The only thing better than being totally and completely single is being totally and completely single when all of your friends are in long-term relationships. Fun, right?!
Now there’s nothing wrong with rocking the single life… but it can be a tad hard to do your solo thing when you’re hanging out with a pair of cutesy lovebirds. Barf.
- When you all go out to eat, you get an entire side of the booth to yourself. Yay… more room to think about how I’ll be alone forever…
- Why are sidewalks so narrow? Why are you always stuck walking slightly behind them, like you’re their sullen teenage child?
- The PDA. Oh dear god, the PDA.
- Where are you supposed to look when they start kissing each other? You can’t look at them. So you end up staring blankly into space and willing your body to melt into the earth.
- The kissing is pretty gross. And yet somehow when they tenderly brush food off each other’s faces it’s SO MUCH WORSE.
- Or they start with the pet names. No one should ever call another human being sugar lips.
- There’s always that one awkward cab or bus ride where you somehow end up sitting in between them. Let me out… LET ME OUT…
- You end up focusing on your meal way more than you normally would. Yup, you two are cuddling again… just gonna eat my fries… at least you love me, fries…

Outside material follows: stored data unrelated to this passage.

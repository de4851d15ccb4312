use std::sync::Arc;
use tracing::{info, warn};
use uuid::Uuid;

use crate::cache::{Mutation, QueryKey, QueryName};
use crate::context::AppContext;
use crate::errors::{AppError, FieldErrors, Result};
use crate::forms::{RentalForm, RentalInput};
use crate::mappers::RentalView;
use crate::models::{NewRental, PropertyOption, PropertyStatus, RentalPatch, RentalStatus};
use crate::queries;
use crate::views::dialog::Dialog;

/// Rental list with its create/edit dialog
pub struct RentalsView {
    ctx: Arc<AppContext>,
    dialog: Dialog<RentalView>,
}

impl RentalsView {
    pub fn new(ctx: Arc<AppContext>) -> Self {
        Self {
            ctx,
            dialog: Dialog::Closed,
        }
    }

    pub fn dialog(&self) -> &Dialog<RentalView> {
        &self.dialog
    }

    pub async fn list(&self) -> Result<Vec<RentalView>> {
        let owner = self.ctx.owner().await?;
        let data = self.ctx.data();
        self.ctx
            .cache()
            .get_or_fetch(&QueryKey::owned(QueryName::Rentals, owner), || {
                queries::list_rentals(data, owner)
            })
            .await
    }

    /// Properties the form may pick: the owner's, still available
    pub async fn available_properties(&self) -> Result<Vec<PropertyOption>> {
        let owner = self.ctx.owner().await?;
        let data = self.ctx.data();
        self.ctx
            .cache()
            .get_or_fetch(&QueryKey::owned(QueryName::AvailableProperties, owner), || {
                queries::list_available_properties(data, owner)
            })
            .await
    }

    pub fn open_create(&mut self) -> RentalForm {
        self.dialog.open_create();
        RentalForm::default()
    }

    pub async fn open_edit(&mut self, id: Uuid) -> Result<RentalForm> {
        let rental = self
            .list()
            .await?
            .into_iter()
            .find(|r| r.id == id)
            .ok_or_else(|| AppError::NotFound {
                resource: "Aluguel",
                id: id.to_string(),
            })?;
        let form = RentalForm::from_view(&rental);
        self.dialog.open_edit(rental);
        Ok(form)
    }

    pub fn cancel(&mut self) {
        self.dialog.close();
    }

    /// A new rental must pick one of the owner's available properties. An
    /// edited rental keeps the property it already points at.
    async fn check_property(&self, input: &RentalInput) -> Result<()> {
        let allowed = match self.dialog.seed() {
            Some(existing) => existing.property_id == input.property_id,
            None => self
                .available_properties()
                .await?
                .iter()
                .any(|p| p.id == input.property_id),
        };
        if allowed {
            Ok(())
        } else {
            let mut errors = FieldErrors::new();
            errors.add("property_id", "Propriedade inválida");
            Err(errors.into())
        }
    }

    /// Validate and save the dialog's form.
    ///
    /// Creating runs two writes in order: insert the rental, then mark its
    /// property as rented. Caches are invalidated only after both succeed. If
    /// the second write fails the rental stays created and nothing undoes it.
    pub async fn submit(&mut self, form: &RentalForm) -> Result<RentalView> {
        let input = form.check()?;
        self.check_property(&input).await?;
        let owner = self.ctx.owner().await?;

        let result = match self.dialog.seed().map(|r| r.id) {
            None => self.create(input, owner).await,
            Some(id) => self.update(id, input).await,
        };

        match result {
            Ok((saved, mutation, message)) => {
                self.ctx.cache().invalidate(mutation).await;
                self.dialog.close();
                self.ctx.notifier().success(message);
                Ok(saved)
            }
            Err(err) => {
                self.ctx.notifier().error(err.user_message());
                Err(err)
            }
        }
    }

    async fn create(&self, input: RentalInput, owner: Uuid) -> Result<(RentalView, Mutation, &'static str)> {
        let data = self.ctx.data();
        let new = NewRental {
            property_id: input.property_id,
            tenant_name: input.tenant_name,
            tenant_cpf: input.tenant_cpf,
            start_date: input.start_date,
            end_date: input.end_date,
            monthly_price: input.monthly_price,
            status: RentalStatus::Active,
            contract_file: input.contract_file,
            owner_id: owner,
        };

        let rental = queries::insert_rental(data, &new).await?;
        info!(rental = %rental.id, property = %rental.property_id, "Rental created");

        if let Err(err) = queries::set_property_status(data, rental.property_id, PropertyStatus::Rented).await {
            warn!(
                rental = %rental.id,
                property = %rental.property_id,
                error = %err,
                "Rental created but property status was not updated"
            );
            return Err(err);
        }

        Ok((rental.into(), Mutation::CreateRental, "Aluguel cadastrado com sucesso!"))
    }

    async fn update(&self, id: Uuid, input: RentalInput) -> Result<(RentalView, Mutation, &'static str)> {
        let patch = RentalPatch {
            property_id: input.property_id,
            tenant_name: input.tenant_name,
            tenant_cpf: input.tenant_cpf,
            start_date: input.start_date,
            end_date: input.end_date,
            monthly_price: input.monthly_price,
            contract_file: input.contract_file,
        };
        let rental = queries::update_rental(self.ctx.data(), id, &patch).await?;
        info!(rental = %rental.id, "Rental updated");
        Ok((rental.into(), Mutation::UpdateRental, "Aluguel atualizado com sucesso!"))
    }

    /// End a rental. The property keeps its Rented status.
    pub async fn deactivate(&mut self, id: Uuid) -> Result<RentalView> {
        self.ctx.owner().await?;
        match queries::set_rental_status(self.ctx.data(), id, RentalStatus::Inactive).await {
            Ok(rental) => {
                self.ctx.cache().invalidate(Mutation::DeactivateRental).await;
                self.ctx.notifier().success("Aluguel encerrado com sucesso!");
                Ok(rental.into())
            }
            Err(err) => {
                self.ctx.notifier().error(err.user_message());
                Err(err)
            }
        }
    }
}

- And you probably end up drinking more than usual. Good thing I’m here with my date, alcohol…
- You try not to lose it when they start giving you unsolicited relationship advice. Oh, you guys think I should PUT MYSELF OUT THERE MORE? Why didn’t *I* think of that???
- I appreciate that you guys are trying to be nice, but PLEASE stop saying that I’ll “find someone someday.”
- Sometimes they take pity on you and try to set you up with someone so all four of you can double date! But the people they set you up with are usually so blah that you start to think your friend secretly hates you or something.
- And then other times you thought it would just be you and your bestie chilling and SURPRISE, their new boo shows up with no warning. Look guys, just give me a heads up. So I can mentally prepare for pretending to text all night while you guys stare at each other.
- If your friend has told you anything weird about their lover or their sex life, then you are going to spend the whole evening thinking about that one weird thing.
- You’re really very happy for your friend for having a new S.O. But if you have to watch them slow dance while you awkwardly dance on your own ONE MORE TIME, you’re really going to lose it.
- And then there are those infinite stretches of time when your friend is in the bathroom, and you’re just hanging with your friend’s bae. It’s not that you don’t like your friend’s bae. It’s just that there are only so many times you can ask, “So what was your major again?” before it’s rude.
- Once in a while you and your best friend’s S.O. actually do have a pleasant conversation (about how much you both love your BFF, of course), and you can kinda see why your friend likes them so much.
- But then your friend comes back and they start making out.